## PROBLEM REQUIREMENTS
In the data below, find every line with the string "configured" and pull it out.
DATA FOR THIS EXERCISE below:
//! Behavioural coverage for location, route and real-time scoring.

use std::cell::RefCell;
use std::sync::Arc;

use chrono::{NaiveDate, NaiveDateTime, TimeDelta};
use rstest::fixture;
use rstest_bdd_macros::{given, scenario, then, when};
use saferoute_core::test_support::ManualClock;
use saferoute_core::{
    Clock, ComponentWeights, FactorFlags, InvalidInputError, Location, Route, SafetyScore,
    ScoreComponents, ScoringError, TimeContext, TravelMode,
};
use saferoute_data::{CrimeDataGenerator, CrimeDataService};
use saferoute_scorer::{
    AlertLevel, EngineConfig, EnvironmentalConditions, FixedEnvironment, LocationAssessment,
    SafetyScoringEngine, aggregate_route_scores,
};

type Engine = SafetyScoringEngine<CrimeDataService>;

/// World state for scoring scenarios.
#[derive(Default)]
struct ScoringWorld {
    engine: RefCell<Option<Engine>>,
    clock: RefCell<Option<Arc<ManualClock>>>,
    assessment: RefCell<Option<LocationAssessment>>,
    comparison: RefCell<Option<LocationAssessment>>,
    real_time: RefCell<Vec<SafetyScore>>,
    segments: RefCell<Vec<(f64, SafetyScore)>>,
    route_score: RefCell<Option<SafetyScore>>,
    route_result: RefCell<Option<Result<Route, ScoringError>>>,
}

impl ScoringWorld {
    fn with_engine<T>(&self, f: impl FnOnce(&Engine) -> T) -> T {
        let borrowed = self.engine.borrow();
        let engine = borrowed
            .as_ref()
            .unwrap_or_else(|| panic!("engine must be configured"));
        f(engine)
    }

    fn clock(&self) -> Arc<ManualClock> {
        self.clock
            .borrow()
            .clone()
            .unwrap_or_else(|| panic!("clock must be configured"))
    }

    fn score_at(&self, lat: f64, lng: f64, time: &str) -> LocationAssessment {
        let context = TimeContext::new(parse_time(time));
        self.with_engine(|e| {
            e.score_location(&location(lat, lng), Some(&context), FactorFlags::default())
        })
        .unwrap_or_else(|err| panic!("location should score: {err}"))
    }

    fn first_real_time(&self) -> SafetyScore {
        self.real_time
            .borrow()
            .first()
            .cloned()
            .unwrap_or_else(|| panic!("a real-time score must be requested"))
    }
}

#[fixture]
fn world() -> ScoringWorld {
    ScoringWorld::default()
}

fn parse_time(raw: &str) -> NaiveDateTime {
    NaiveDateTime::parse_from_str(raw.trim(), "%Y-%m-%dT%H:%M")
        .unwrap_or_else(|err| panic!("time {raw}: {err}"))
}

fn location(lat: f64, lng: f64) -> Location {
    Location::new(lat, lng).unwrap_or_else(|err| panic!("valid test location: {err}"))
}

fn same_non_time_components(a: &ScoreComponents, b: &ScoreComponents) -> bool {
    a.crime_risk.to_bits() == b.crime_risk.to_bits()
        && a.population_density.to_bits() == b.population_density.to_bits()
        && a.lighting_level.to_bits() == b.lighting_level.to_bits()
}

#[given("a scoring engine over the San Francisco dataset ending {date}")]
fn given_engine(world: &ScoringWorld, date: String) {
    let reference = NaiveDate::parse_from_str(date.trim(), "%Y-%m-%d")
        .unwrap_or_else(|err| panic!("reference date {date}: {err}"));
    let start = reference
        .and_hms_opt(12, 0, 0)
        .unwrap_or_else(|| panic!("noon is a valid time"));
    let clock = Arc::new(ManualClock::new(start));
    let service = CrimeDataService::new(CrimeDataGenerator::new(), reference);
    let engine = SafetyScoringEngine::new(service, EngineConfig::default())
        .with_clock(Arc::clone(&clock) as Arc<dyn Clock>)
        .with_environment(Arc::new(FixedEnvironment(EnvironmentalConditions::default())));
    world.engine.replace(Some(engine));
    world.clock.replace(Some(clock));
}

#[given("the clock reads {time}")]
fn given_clock(world: &ScoringWorld, time: String) {
    world.clock().set(parse_time(&time));
}

#[given("a segment scoring {overall} over {distance} metres")]
fn given_segment(world: &ScoringWorld, overall: u8, distance: f64) {
    let components = ScoreComponents {
        crime_risk: 60.0,
        time_factor: 60.0,
        population_density: 60.0,
        lighting_level: 60.0,
    };
    world.segments.borrow_mut().push((
        distance,
        SafetyScore {
            overall,
            components,
            historical_incidents: 0,
            confidence_level: 70,
            explanation: String::new(),
            factors: components.factors(&ComponentWeights::default()),
            environmental_adjustment: 0,
            last_calculated: NaiveDateTime::default(),
        },
    ));
}

#[when("I score the location {lat}, {lng} at {time}")]
fn when_score_location(world: &ScoringWorld, lat: f64, lng: f64, time: String) {
    let assessment = world.score_at(lat, lng, &time);
    world.assessment.replace(Some(assessment));
}

#[when("I score the comparison location {lat}, {lng} at {time}")]
fn when_score_comparison(world: &ScoringWorld, lat: f64, lng: f64, time: String) {
    let assessment = world.score_at(lat, lng, &time);
    world.comparison.replace(Some(assessment));
}

#[when("the segment scores are aggregated")]
fn when_aggregated(world: &ScoringWorld) {
    let segments = world.segments.borrow();
    let score = aggregate_route_scores(
        segments.iter().map(|(d, s)| (*d, s)),
        &ComponentWeights::default(),
        NaiveDateTime::default(),
    );
    world.route_score.replace(score);
}

#[when("I request the real-time score at {lat}, {lng}")]
fn when_real_time(world: &ScoringWorld, lat: f64, lng: f64) {
    let score = world
        .with_engine(|e| e.get_real_time_score(&location(lat, lng), None, false))
        .unwrap_or_else(|err| panic!("real-time score: {err}"));
    world.real_time.borrow_mut().push(score);
}

#[when("the clock advances {minutes} minutes")]
fn when_clock_advances(world: &ScoringWorld, minutes: i64) {
    world.clock().advance(TimeDelta::minutes(minutes));
}

#[when("the cache is swept")]
fn when_swept(world: &ScoringWorld) {
    let _report = world.with_engine(SafetyScoringEngine::sweep_cache);
}

#[when("I score an empty walking route")]
fn when_empty_route(world: &ScoringWorld) {
    let route = Route::new("empty", TravelMode::Walking, Vec::new());
    let result = world.with_engine(|e| e.score_route(&route, None));
    world.route_result.replace(Some(result));
}

#[then("the time factor is at most {max}")]
fn then_time_at_most(world: &ScoringWorld, max: f64) {
    let borrowed = world.assessment.borrow();
    let assessment = borrowed.as_ref().expect("assessment recorded");
    assert!(
        assessment.score.components.time_factor <= max,
        "time factor {}",
        assessment.score.components.time_factor
    );
}

#[then("the overall score is below {limit}")]
fn then_overall_below(world: &ScoringWorld, limit: u8) {
    let borrowed = world.assessment.borrow();
    let assessment = borrowed.as_ref().expect("assessment recorded");
    assert!(
        assessment.score.overall < limit,
        "overall {}",
        assessment.score.overall
    );
}

#[then("the assessment carries a high risk alert")]
fn then_high_risk_alert(world: &ScoringWorld) {
    let borrowed = world.assessment.borrow();
    let assessment = borrowed.as_ref().expect("assessment recorded");
    assert!(
        assessment
            .alerts
            .iter()
            .any(|a| a.level >= AlertLevel::Warning && a.message.contains("High crime risk")),
        "alerts: {:?}",
        assessment.alerts
    );
}

#[then("the crime risk exceeds the comparison by at least {margin}")]
#[expect(clippy::float_arithmetic, reason = "test compares component values")]
fn then_crime_risk_margin(world: &ScoringWorld, margin: f64) {
    let assessment = world.assessment.borrow();
    let comparison = world.comparison.borrow();
    let (Some(a), Some(b)) = (assessment.as_ref(), comparison.as_ref()) else {
        panic!("both locations must be scored");
    };
    let gap = a.score.components.crime_risk - b.score.components.crime_risk;
    assert!(
        gap >= margin,
        "crime risk {} against {}",
        a.score.components.crime_risk,
        b.score.components.crime_risk
    );
}

#[then("the overall score exceeds the comparison")]
fn then_overall_exceeds(world: &ScoringWorld) {
    let assessment = world.assessment.borrow();
    let comparison = world.comparison.borrow();
    let (Some(a), Some(b)) = (assessment.as_ref(), comparison.as_ref()) else {
        panic!("both locations must be scored");
    };
    assert!(
        a.score.overall > b.score.overall,
        "overall {} against {}",
        a.score.overall,
        b.score.overall
    );
}

#[then("the route overall score is {expected}")]
fn then_route_overall(world: &ScoringWorld, expected: u8) {
    let overall = world.route_score.borrow().as_ref().map(|s| s.overall);
    assert_eq!(overall, Some(expected));
}

#[then("both real-time scores share their crime and population components")]
fn then_shared_components(world: &ScoringWorld) {
    let scores = world.real_time.borrow();
    let [first, second] = scores.as_slice() else {
        panic!("expected two real-time scores, got {}", scores.len());
    };
    assert!(same_non_time_components(&first.components, &second.components));
}

#[then("the cache holds {count} entries")]
fn then_cache_len(world: &ScoringWorld, count: usize) {
    assert_eq!(world.with_engine(SafetyScoringEngine::cache_len), count);
}

#[then("the cached time factor differs from the first score")]
fn then_time_changed(world: &ScoringWorld) {
    let first = world.first_real_time();
    let cached = world
        .with_engine(|e| e.cached_score(&location(37.7599, -122.4148)))
        .expect("entry still cached");
    assert!(
        cached.components.time_factor.to_bits() != first.components.time_factor.to_bits(),
        "time factor stayed at {}",
        first.components.time_factor
    );
}

#[then("the cached crime and population components are unchanged")]
fn then_components_unchanged(world: &ScoringWorld) {
    let first = world.first_real_time();
    let cached = world
        .with_engine(|e| e.cached_score(&location(37.7599, -122.4148)))
        .expect("entry still cached");
    assert!(same_non_time_components(&first.components, &cached.components));
}

#[then("the route is rejected as invalid input")]
fn then_route_rejected(world: &ScoringWorld) {
    match world.route_result.borrow().as_ref() {
        Some(Err(ScoringError::InvalidInput(InvalidInputError::EmptyRoute { route_id }))) => {
            assert_eq!(route_id, "empty");
        }
        other => panic!("expected an empty-route error, got {other:?}"),
    }
}

#[scenario(path = "tests/features/safety_scoring.feature", index = 0)]
fn late_weekday_visit(world: ScoringWorld) {
    let _ = world;
}

#[scenario(path = "tests/features/safety_scoring.feature", index = 1)]
fn distance_weighted_route(world: ScoringWorld) {
    let _ = world;
}

#[scenario(path = "tests/features/safety_scoring.feature", index = 2)]
fn real_time_cache_hit(world: ScoringWorld) {
    let _ = world;
}

#[scenario(path = "tests/features/safety_scoring.feature", index = 3)]
fn sweep_refreshes_time_factor(world: ScoringWorld) {
    let _ = world;
}

#[scenario(path = "tests/features/safety_scoring.feature", index = 4)]
fn expired_scores_are_evicted(world: ScoringWorld) {
    let _ = world;
}

#[scenario(path = "tests/features/safety_scoring.feature", index = 5)]
fn empty_routes_are_rejected(world: ScoringWorld) {
    let _ = world;
}

#[scenario(path = "tests/features/safety_scoring.feature", index = 6)]
fn low_risk_area_outscores_critical_area(world: ScoringWorld) {
    let _ = world;
}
End of DATA FOR THIS EXERCISE.
## TASK ANSWER
            .unwrap_or_else(|| panic!("engine must be configured"));
            .unwrap_or_else(|| panic!("clock must be configured"))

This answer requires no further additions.